Command line Argument Description Default
--start <float> set start in seconds to reduce the duration of the audio being loaded 0.0
--duration <float> set duration in seconds to reduce length of the audio being loaded. Negative values will make the full audio being loaded -1.0
--model <str> path or string of model name to select either a self pre-trained model or a model loaded from torchhub.
--targets list(str) Targets to be used for separation. For each target a model file with with same name is required. ['vocals', 'drums', 'bass', 'other']
--niter <int> Number of EM steps for refining initial estimates in a post-processing stage. --niter 0 skips this step altogether (and thus makes separation significantly faster) More iterations can get better interference reduction at the price of more artifacts. 1
--residual computes a residual target, for custom separation scenarios when not all targets are available (at the expense of slightly less performance). E.g vocal/accompaniment can be performed with --targets vocals --residual. not set
--softmask if activated, then the initial estimates for the sources will be obtained through a ratio mask of the mixture STFT, and not by using the default behavior of reconstructing waveforms by using the mixture phase. not set
--wiener-win-len <int> Number of frames on which to apply filtering independently 300
--audio-backend <str> choose audio loading backend, either sox_io, soundfile or stempeg (which needs additional installation requirements) torchaudio default
--aggregate <str> if provided, must be a string containing a valid expression for a dictionary, with keys as output target names, and values a list of targets that are used to build it. For instance: { "vocals": ["vocals"], "accompaniment": ["drums", "bass", "other"]} None
--filterbank <str> filterbank implementation method. Supported: ['torch', 'asteroid']. While torch is ~30% faster compared to asteroid on large FFT sizes such as 4096, asteroids STFT maybe be easier to be exported for deployment. torch

Interfacing from python

At the core of the process of separating audio is the Separator Module which takes a numpy audio array or a torch.Tensor as input (the mixture) and separates into targets stems. Note, that for each target a separate model will be loaded. E.g. for umx and umxhq the supported targets are ['vocals', 'drums', 'bass', 'other']. The models have to be passed to the separators target_models parameter.

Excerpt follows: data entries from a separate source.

use serde::{Deserialize, Serialize};

/// Axis-aligned box in pixel coordinates, corners `(x1, y1)` and `(x2, y2)`.
#[derive(Debug, Clone, Copy, PartialEq, Default, Serialize, Deserialize)]
pub struct BoundingBox {
    pub x1: f32,
    pub y1: f32,
    pub x2: f32,
    pub y2: f32,
}

impl BoundingBox {
    pub fn new(x1: f32, y1: f32, x2: f32, y2: f32) -> Self {
        Self { x1, y1, x2, y2 }
    }

    /// Build from top-left corner plus size.
    pub fn from_xywh(x: f32, y: f32, width: f32, height: f32) -> Self {
        Self::new(x, y, x + width, y + height)
    }

    pub fn width(&self) -> f32 {
        (self.x2 - self.x1).max(0.0)
    }

    pub fn height(&self) -> f32 {
        (self.y2 - self.y1).max(0.0)
    }

    pub fn area(&self) -> f32 {
        self.width() * self.height()
    }

    /// Intersection-over-Union with another box.
    ///
    /// Intersection width and height are clamped at zero, so disjoint boxes
    /// score 0.0. A degenerate union (both boxes empty) also scores 0.0.
    pub fn iou(&self, other: &BoundingBox) -> f32 {
        let ix1 = self.x1.max(other.x1);
        let iy1 = self.y1.max(other.y1);
        let ix2 = self.x2.min(other.x2);
        let iy2 = self.y2.min(other.y2);

        let inter = (ix2 - ix1).max(0.0) * (iy2 - iy1).max(0.0);
        let union = self.area() + other.area() - inter;

        if union > 0.0 {
            inter / union
        } else {
            0.0
        }
    }

    /// Clamp the box to an image of the given size.
    pub fn clamp_to(&self, width: u32, height: u32) -> BoundingBox {
        let w = width as f32;
        let h = height as f32;
        BoundingBox {
            x1: self.x1.clamp(0.0, w),
            y1: self.y1.clamp(0.0, h),
            x2: self.x2.clamp(0.0, w),
            y2: self.y2.clamp(0.0, h),
        }
    }

    /// Shift the box by `(dx, dy)`.
    pub fn translate(&self, dx: f32, dy: f32) -> BoundingBox {
        BoundingBox::new(self.x1 + dx, self.y1 + dy, self.x2 + dx, self.y2 + dy)
    }
}

/// A single face detection produced by a detector backend.
#[derive(Debug, Clone, PartialEq, Serialize, Deserialize)]
pub struct Detection {
    pub bbox: BoundingBox,
    pub confidence: f32,
    /// Five-point landmarks: [left_eye, right_eye, nose, left_mouth, right_mouth].
    /// Only the face-specific model produces them.
    pub landmarks: Option<[(f32, f32); 5]>,
}

impl Detection {
    pub fn new(bbox: BoundingBox, confidence: f32) -> Self {
        Self {
            bbox,
            confidence,
            landmarks: None,
        }
    }
}

/// Face embedding vector (512-dimensional for ArcFace).
#[derive(Debug, Clone, PartialEq, Serialize, Deserialize)]
pub struct Embedding {
    pub values: Vec<f32>,
    /// Model version that produced this embedding (e.g., "w600k_r50").
    pub model_version: Option<String>,
}

impl Embedding {
    pub fn new(values: Vec<f32>) -> Self {
        Self {
            values,
            model_version: None,
        }
    }

    /// Cosine similarity in [-1, 1]. Returns 0.0 when either vector has zero norm.
    ///
    /// For unit vectors this is the plain dot product.
    pub fn similarity(&self, other: &Embedding) -> f32 {
        let mut dot = 0.0f32;
        let mut norm_a = 0.0f32;
        let mut norm_b = 0.0f32;

        for (a, b) in self.values.iter().zip(other.values.iter()) {
            dot += a * b;
            norm_a += a * a;
            norm_b += b * b;
        }

        let denom = norm_a.sqrt() * norm_b.sqrt();
        if denom > 0.0 {
            dot / denom
        } else {
            0.0
        }
    }

    /// Euclidean (L2) norm.
    pub fn norm(&self) -> f32 {
        self.values.iter().map(|v| v * v).sum::<f32>().sqrt()
    }

    /// Unit-length copy. A zero vector is returned unchanged.
    pub fn normalized(&self) -> Embedding {
        let norm = self.norm();
        let values = if norm > 0.0 {
            self.values.iter().map(|v| v / norm).collect()
        } else {
            self.values.clone()
        };
        Embedding {
            values,
            model_version: self.model_version.clone(),
        }
    }

    /// Serialize as packed little-endian f32, the on-disk BLOB format.
    pub fn to_le_bytes(&self) -> Vec<u8> {
        self.values.iter().flat_map(|v| v.to_le_bytes()).collect()
    }

    /// Parse packed little-endian f32. Returns `None` if the length is not a multiple of 4.
    pub fn from_le_bytes(bytes: &[u8]) -> Option<Embedding> {
        if bytes.len() % 4 != 0 {
            return None;
        }
        let values = bytes
            .chunks_exact(4)
            .map(|c| f32::from_le_bytes([c[0], c[1], c[2], c[3]]))
            .collect();
        Some(Embedding::new(values))
    }
}

/// One enrolled individual as seen by the matcher.
#[derive(Debug, Clone, PartialEq, Serialize, Deserialize)]
pub struct IdentityRecord {
    pub identity_key: String,
    pub display_name: String,
    pub embedding: Embedding,
}

#[cfg(test)]
mod tests {
    use super::*;

    #[test]
    fn test_iou_identical() {
        let a = BoundingBox::new(10.0, 10.0, 50.0, 50.0);
        assert!((a.iou(&a) - 1.0).abs() < 1e-6);
    }

    #[test]
    fn test_iou_no_overlap() {
        let a = BoundingBox::new(0.0, 0.0, 10.0, 10.0);
        let b = BoundingBox::new(20.0, 20.0, 30.0, 30.0);
        assert_eq!(a.iou(&b), 0.0);
    }

    #[test]
    fn test_iou_touching_edges() {
        let a = BoundingBox::new(0.0, 0.0, 10.0, 10.0);
        let b = BoundingBox::new(10.0, 0.0, 20.0, 10.0);
        assert_eq!(a.iou(&b), 0.0);
    }

    #[test]
    fn test_iou_partial() {
        let a = BoundingBox::new(0.0, 0.0, 10.0, 10.0);
        let b = BoundingBox::new(5.0, 0.0, 15.0, 10.0);
        // Overlap: 5x10 = 50, union: 100+100-50 = 150
        assert!((a.iou(&b) - 50.0 / 150.0).abs() < 1e-6);
    }

    #[test]
    fn test_iou_degenerate() {
        let a = BoundingBox::new(5.0, 5.0, 5.0, 5.0);
        assert_eq!(a.iou(&a), 0.0);
    }

    #[test]
    fn test_clamp_to_frame() {
        let b = BoundingBox::new(-5.0, 10.0, 700.0, 500.0).clamp_to(640, 480);
        assert_eq!(b, BoundingBox::new(0.0, 10.0, 640.0, 480.0));
    }

    #[test]
    fn test_cosine_similarity_identical() {
        let a = Embedding::new(vec![1.0, 0.0, 0.0]);
        assert!((a.similarity(&a) - 1.0).abs() < 1e-6);
    }

    #[test]
    fn test_cosine_similarity_opposite() {
        let a = Embedding::new(vec![1.0, 0.0]);
        let b = Embedding::new(vec![-1.0, 0.0]);
        assert!((a.similarity(&b) + 1.0).abs() < 1e-6);
    }

    #[test]
    fn test_cosine_similarity_zero_vector() {
        let a = Embedding::new(vec![0.0, 0.0]);
        let b = Embedding::new(vec![1.0, 0.0]);
        assert_eq!(a.similarity(&b), 0.0);
    }

    #[test]
    fn test_normalized_unit_length() {
        let e = Embedding::new(vec![3.0, 4.0]).normalized();
        assert!((e.norm() - 1.0).abs() < 1e-6);
        assert!((e.values[0] - 0.6).abs() < 1e-6);
    }

    #[test]
    fn test_blob_layout() {
        let e = Embedding::new(vec![1.0, -2.5]);
        let bytes = e.to_le_bytes();
        assert_eq!(bytes.len(), 8);
        assert_eq!(&bytes[..4], &1.0f32.to_le_bytes());
        assert_eq!(Embedding::from_le_bytes(&bytes), Some(e));
        assert_eq!(Embedding::from_le_bytes(&[0, 1, 2]), None);
    }
}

Both models umx, umxhq, umxl and umxse are downloaded automatically.

Here is an example for constructor for the Separator takes the following arguments, with suggested default values:

seperator = openunmix.Separator(
    target_models: dict,
    niter: int = 0,
    softmask: bool = False,
    residual: bool = False,
    sample_rate: float = 44100.0,
    n_fft: int = 4096,
    n_hop: int = 1024,
    nb_channels: int = 2,
    wiener_win_len: Optional[int] = 300,
    filterbank: str = 'torch'
):

When passing

Caution training using the EM algorithm (niter>0) is not supported. Only plain post-processing is supported right now for gradient computation. This is because the performance overhead of avoiding all the in-places operations is too large.